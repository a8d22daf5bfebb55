//! Audio buffer processing: concatenation, down-mix, peak normalization,
//! and resampling to the transcription model's required rate.

use rubato::{FftFixedIn, Resampler};
use thiserror::Error;

/// Sample rate required by the transcription model.
pub const TARGET_SAMPLE_RATE: u32 = 16_000;

/// Normalization ceiling: 95% of full scale.
pub const PEAK_CEILING: f32 = 0.95;

/// One block of interleaved f32 samples delivered by the capture stream.
/// The channel count is carried by the session's [`DeviceConfig`].
///
/// [`DeviceConfig`]: crate::domain::device::DeviceConfig
#[derive(Debug, Clone, Default, PartialEq)]
pub struct AudioChunk {
    pub samples: Vec<f32>,
}

impl AudioChunk {
    pub fn new(samples: Vec<f32>) -> Self {
        Self { samples }
    }
}

/// Error during resampling
#[derive(Debug, Clone, Error)]
#[error("resampling failed: {0}")]
pub struct ResampleError(pub String);

/// Concatenate buffered chunks into one interleaved sample vector.
pub fn concat_chunks(chunks: &[AudioChunk]) -> Vec<f32> {
    let total: usize = chunks.iter().map(|c| c.samples.len()).sum();
    let mut out = Vec::with_capacity(total);
    for chunk in chunks {
        out.extend_from_slice(&chunk.samples);
    }
    out
}

/// Down-mix interleaved multi-channel samples to mono by taking the
/// arithmetic mean across channels. Mono input is returned unchanged.
pub fn downmix_to_mono(samples: &[f32], channels: u16) -> Vec<f32> {
    if channels <= 1 {
        return samples.to_vec();
    }

    samples
        .chunks(channels as usize)
        .map(|frame| frame.iter().sum::<f32>() / frame.len() as f32)
        .collect()
}

/// Peak-normalize in place to [`PEAK_CEILING`]. Silent input (peak == 0) is
/// left untouched. Applying this twice yields the same peak amplitude.
pub fn normalize_peak(samples: &mut [f32]) {
    let peak = samples.iter().fold(0.0f32, |acc, &s| acc.max(s.abs()));
    if peak > 0.0 {
        let gain = PEAK_CEILING / peak;
        for s in samples.iter_mut() {
            *s *= gain;
        }
    }
}

/// Resample mono audio from `source_rate` to `target_rate` using an FFT
/// resampler. Returns the input unchanged when the rates already match.
pub fn resample(
    samples: &[f32],
    source_rate: u32,
    target_rate: u32,
) -> Result<Vec<f32>, ResampleError> {
    if source_rate == target_rate {
        return Ok(samples.to_vec());
    }
    if samples.is_empty() {
        return Ok(Vec::new());
    }

    let ratio = target_rate as f64 / source_rate as f64;
    let output_len = (samples.len() as f64 * ratio).ceil() as usize;

    let mut resampler = FftFixedIn::<f32>::new(
        source_rate as usize,
        target_rate as usize,
        1024, // Chunk size
        2,    // Sub-chunks
        1,    // Mono
    )
    .map_err(|e| ResampleError(e.to_string()))?;

    let mut output = Vec::with_capacity(output_len);
    let mut input_pos = 0;

    while input_pos < samples.len() {
        let frames_needed = resampler.input_frames_next();
        let end_pos = (input_pos + frames_needed).min(samples.len());
        let mut chunk = samples[input_pos..end_pos].to_vec();

        // Pad the tail so the fixed-input resampler accepts it
        if chunk.len() < frames_needed {
            chunk.resize(frames_needed, 0.0);
        }

        let resampled = resampler
            .process(&[chunk], None)
            .map_err(|e| ResampleError(e.to_string()))?;

        output.extend_from_slice(&resampled[0]);
        input_pos = end_pos;
    }

    output.truncate(output_len);
    Ok(output)
}
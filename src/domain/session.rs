//! Recording session state machine

use std::fmt;
use thiserror::Error;

/// Session states
#[derive(Debug, Clone, Copy, PartialEq, Eq, Hash, Default)]
pub enum SessionState {
    #[default]
    Idle,
    Recording,
    Processing,
}

impl SessionState {
    /// Get the string representation
    pub const fn as_str(&self) -> &'static str {
        match self {
            Self::Idle => "idle",
            Self::Recording => "recording",
            Self::Processing => "processing",
        }
    }
}

impl fmt::Display for SessionState {
    fn fmt(&self, f: &mut fmt::Formatter<'_>) -> fmt::Result {
        write!(f, "{}", self.as_str())
    }
}

/// Error when an invalid state transition is attempted
#[derive(Debug, Clone, Error)]
#[error("cannot {action} while in {current_state} state")]
pub struct InvalidTransition {
    pub current_state: SessionState,
    pub action: &'static str,
}

/// Recording session entity.
///
/// State machine:
///   IDLE -> RECORDING (start_recording)
///   RECORDING -> PROCESSING (stop_recording)
///   RECORDING -> IDLE (abort_recording)
///   PROCESSING -> IDLE (complete_processing)
///   IDLE -> PROCESSING (begin_maintenance, exclusive reload)
///
/// The session itself holds no locks; the service keeps it behind a single
/// mutex and holds that mutex only for the transition bookkeeping, never
/// across stream opens, joins, transcription, or notification sends.
#[derive(Debug, Default)]
pub struct Session {
    state: SessionState,
}

impl Session {
    /// Create a new session in idle state
    pub fn new() -> Self {
        Self {
            state: SessionState::Idle,
        }
    }

    /// Get the current state
    pub fn state(&self) -> SessionState {
        self.state
    }

    pub fn is_idle(&self) -> bool {
        self.state == SessionState::Idle
    }

    pub fn is_recording(&self) -> bool {
        self.state == SessionState::Recording
    }

    pub fn is_processing(&self) -> bool {
        self.state == SessionState::Processing
    }

    /// Transition from IDLE to RECORDING
    pub fn start_recording(&mut self) -> Result<(), InvalidTransition> {
        if self.state != SessionState::Idle {
            return Err(InvalidTransition {
                current_state: self.state,
                action: "start recording",
            });
        }
        self.state = SessionState::Recording;
        Ok(())
    }

    /// Transition from RECORDING to PROCESSING
    pub fn stop_recording(&mut self) -> Result<(), InvalidTransition> {
        if self.state != SessionState::Recording {
            return Err(InvalidTransition {
                current_state: self.state,
                action: "stop recording",
            });
        }
        self.state = SessionState::Processing;
        Ok(())
    }

    /// Transition from RECORDING straight back to IDLE.
    ///
    /// Used when the stream failed to open after the optimistic transition,
    /// and by the capture-failure monitor.
    pub fn abort_recording(&mut self) -> Result<(), InvalidTransition> {
        if self.state != SessionState::Recording {
            return Err(InvalidTransition {
                current_state: self.state,
                action: "abort recording",
            });
        }
        self.state = SessionState::Idle;
        Ok(())
    }

    /// Transition from PROCESSING to IDLE
    pub fn complete_processing(&mut self) -> Result<(), InvalidTransition> {
        if self.state != SessionState::Processing {
            return Err(InvalidTransition {
                current_state: self.state,
                action: "complete processing",
            });
        }
        self.state = SessionState::Idle;
        Ok(())
    }

    /// Transition from IDLE to PROCESSING for an exclusive operation
    /// (configuration reload / device reconfiguration).
    pub fn begin_maintenance(&mut self) -> Result<(), InvalidTransition> {
        if self.state != SessionState::Idle {
            return Err(InvalidTransition {
                current_state: self.state,
                action: "reload configuration",
            });
        }
        self.state = SessionState::Processing;
        Ok(())
    }
}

▶ [TASK STATEMENT]: Could you find every line in the records above that contains the word "across" and copy it?

▶ [SOLUTION]:
/// arithmetic mean across channels. Mono input is returned unchanged.
/// across stream opens, joins, transcription, or notification sends.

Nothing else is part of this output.